Key areas of coverage include: · Ways in which these data can be leveraged to promote more effective efforts to detect, prevent, and respond to child maltreatment. · Emerging and innovative approaches in the acquisition and use of administrative data to inform the societal and governmental response to child maltreatment.
· The use of multisystem data and integrated data systems to conduct predictive analytics, risk monitoring, or policy- and program-focused research and evaluation to inform child welfare system solutions.
Strengthening Child Safety and Well-Being Through Integrated Data Solutions is a must-have volume for researchers, professors, and graduate students as well as clinicians, practitioners, policy makers, and related professionals across such disciplines as child and school psychology, social psychology, developmental psychology, public health, clinical social work, educational and public policy, and all related disciplines.
Auteur
Christian M. Connell, Ph.D., is an Associate Professor of Human Development and Family Studies at the Pennsylvania State University. Dr. Connell is director of the Child Maltreatment Solutions Network, a unit of the university's Social Science Research Institute that engages in novel, interdisciplinary, and translational research to prevent, detect, and treat child abuse and neglect; provides educational programming in child maltreatment and advocacy at the undergraduate, graduate, and post-graduate levels; and serves as the university clearinghouse for child maltreatment information, awareness, and communications. His research focuses on individual, family, and system-level outcomes of youth who have been maltreated or involved in the child welfare and other child-serving systems, as well as the effectiveness of community-based interventions to reduce adverse outcomes associated with maltreatment and trauma. Dr. Connell's research has been funded by the National Institutes of Health, the Children's Bureau of the Administration for Children and Families, and the National Child Traumatic Stress Network of the Substance Abuse and Mental Health Services Administration, and through state and local contracts.

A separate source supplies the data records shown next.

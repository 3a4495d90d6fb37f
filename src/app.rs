use eframe::egui;

use crate::config::DashboardConfig;
use crate::data::loader::SourceSpec;
use crate::state::AppState;
use crate::ui::panels;

// ---------------------------------------------------------------------------
// eframe App implementation
// ---------------------------------------------------------------------------

pub struct DashboardApp {
    pub state: AppState,
}

impl DashboardApp {
    /// Build the app, loading `source` right away when one was given.
    pub fn new(config: DashboardConfig, source: Option<SourceSpec>) -> Self {
        let mut state = AppState::new(config);
        if let Some(spec) = source {
            state.open(spec);
        }
        Self { state }
    }
}

impl eframe::App for DashboardApp {
    fn update(&mut self, ctx: &egui::Context, _frame: &mut eframe::Frame) {
        // ---- Top panel: menu bar ----
        egui::TopBottomPanel::top("top_bar").show(ctx, |ui| {
            panels::top_bar(ui, &mut self.state);
        });

        // ---- Left side panel: filters ----
        egui::SidePanel::left("filter_panel")
            .default_width(240.0)
            .resizable(true)
            .show(ctx, |ui| {
                panels::side_panel(ui, &mut self.state);
            });

        // ---- Central panel: charts ----
        egui::CentralPanel::default().show(ctx, |ui| {
            panels::central_panel(ui, &mut self.state);
        });
    }
}
#[cfg(test)]
mod tests {
    use super::*;
    use serde_json::json;

    #[test]
    fn test_defaults() {
        let params = Parameters::new();
        let snapshot = params.get();

        assert_eq!(snapshot.int(REPLAY_CANDIDATE_COUNT), 10);
        assert_eq!(snapshot.int(CONNECTION_WORKER_POOL_SIZE), 10);
        assert_eq!(
            snapshot.duration(TUNNEL_CONNECT_TIMEOUT),
            Duration::from_secs(20)
        );
        assert!(snapshot.string_list(LIMIT_TLS_PROFILES).is_empty());
        assert_eq!(snapshot.float(NETWORK_LATENCY_MULTIPLIER), 1.0);
    }

    #[test]
    fn test_unknown_parameter_returns_zero_value() {
        let params = Parameters::new();
        let snapshot = params.get();
        assert_eq!(snapshot.int("NoSuchParameter"), 0);
        assert!(snapshot.string_list("NoSuchParameter").is_empty());
    }

    #[test]
    fn test_unknown_key_is_skipped() {
        let params = Parameters::new();
        let mut apply = HashMap::new();
        apply.insert("NoSuchParameter".to_string(), json!(42));
        apply.insert(REPLAY_CANDIDATE_COUNT.to_string(), json!(3));

        let applied = params.set("tag", false, &apply).unwrap();
        assert_eq!(applied, 1);
        assert_eq!(params.get().int(REPLAY_CANDIDATE_COUNT), 3);
        assert_eq!(params.get().tag(), "tag");
    }

    #[test]
    fn test_out_of_range_clamped_at_bound() {
        let params = Parameters::new();
        let mut apply = HashMap::new();
        apply.insert(CONNECTION_WORKER_POOL_SIZE.to_string(), json!(0));
        params.set("", false, &apply).unwrap();
        assert_eq!(params.get().int(CONNECTION_WORKER_POOL_SIZE), 1);
    }

    #[test]
    fn test_type_mismatch() {
        let params = Parameters::new();
        let mut apply = HashMap::new();
        apply.insert(REPLAY_CANDIDATE_COUNT.to_string(), json!("not an int"));

        assert!(params.set("", false, &apply).is_err());
        // Failed publication leaves the old snapshot in place.
        assert_eq!(params.get().int(REPLAY_CANDIDATE_COUNT), 10);

        let applied = params.set("", true, &apply).unwrap();
        assert_eq!(applied, 0);
    }

    #[test]
    fn test_network_latency_multiplier_scales_durations() {
        let params = Parameters::new();
        let base = params.get().duration(TUNNEL_CONNECT_TIMEOUT);

        let mut apply = HashMap::new();
        apply.insert(NETWORK_LATENCY_MULTIPLIER.to_string(), json!(2.0));
        params.set("", false, &apply).unwrap();

        assert_eq!(params.get().duration(TUNNEL_CONNECT_TIMEOUT), base * 2);
    }

    #[test]
    fn test_snapshot_isolation() {
        let params = Parameters::new();
        let before = params.get();

        let mut apply = HashMap::new();
        apply.insert(REPLAY_CANDIDATE_COUNT.to_string(), json!(1));
        params.set("", false, &apply).unwrap();

        // The earlier snapshot is unchanged; the new one sees the update.
        assert_eq!(before.int(REPLAY_CANDIDATE_COUNT), 10);
        assert_eq!(params.get().int(REPLAY_CANDIDATE_COUNT), 1);
    }

    #[test]
    fn test_subscribe_and_unsubscribe() {
        use std::sync::atomic::{AtomicUsize, Ordering};

        let params = Parameters::new();
        let notified = Arc::new(AtomicUsize::new(0));
        let observer = notified.clone();
        let subscription = params.subscribe(move |snapshot| {
            assert_eq!(snapshot.int(REPLAY_CANDIDATE_COUNT), 5);
            observer.fetch_add(1, Ordering::SeqCst);
        });

        let mut apply = HashMap::new();
        apply.insert(REPLAY_CANDIDATE_COUNT.to_string(), json!(5));
        params.set("", false, &apply).unwrap();
        assert_eq!(notified.load(Ordering::SeqCst), 1);

        params.unsubscribe(subscription);
        params.set("", false, &apply).unwrap();
        assert_eq!(notified.load(Ordering::SeqCst), 1);
    }

    #[test]
    fn test_whitelist_roundtrip() {
        let params = Parameters::new();
        let mut apply = HashMap::new();
        apply.insert(
            LIMIT_TLS_PROFILES.to_string(),
            json!(["chrome-62", "firefox-56"]),
        );
        params.set("", false, &apply).unwrap();
        assert_eq!(
            params.get().string_list(LIMIT_TLS_PROFILES),
            vec!["chrome-62".to_string(), "firefox-56".to_string()]
        );
    }
}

D. Max Crowley, Ph.D. is Professor of Human Development, Family Studies, and Public Policy and holds the Edna Bennett Pierce Endowed Professorship at Pennsylvania State University. Dr. Crowley directs the Evidence-to-Impact Collaborative, including its infrastructures the Administrative Data Accelerator, the Research Translation Platform, the Design4Impact Incubator, and the Social Investment Optimizer. Dr. Crowley's research focuses on methods for conducting economic evaluations of health and social programs and developing strategies to improve the use of evidence in policy and budget making. Dr. Crowley is the Principal Investigator on grants from the National Institute on Drug Abuse, National Institute of ChildHealth and Human Development as well as the Annie E. Casey, Laura & John Arnold, Robert Wood Johnson, William T. Grant, and Doris Duke Charitable Foundations. Dr. Crowley has received national awards recognizing his scholarship from the National Institutes of Health, National Bureau of Economic Research, Society for Prevention Research, Association for Public Policy & Management, Research Society on Alcoholism, and National Prevention Science Coalition.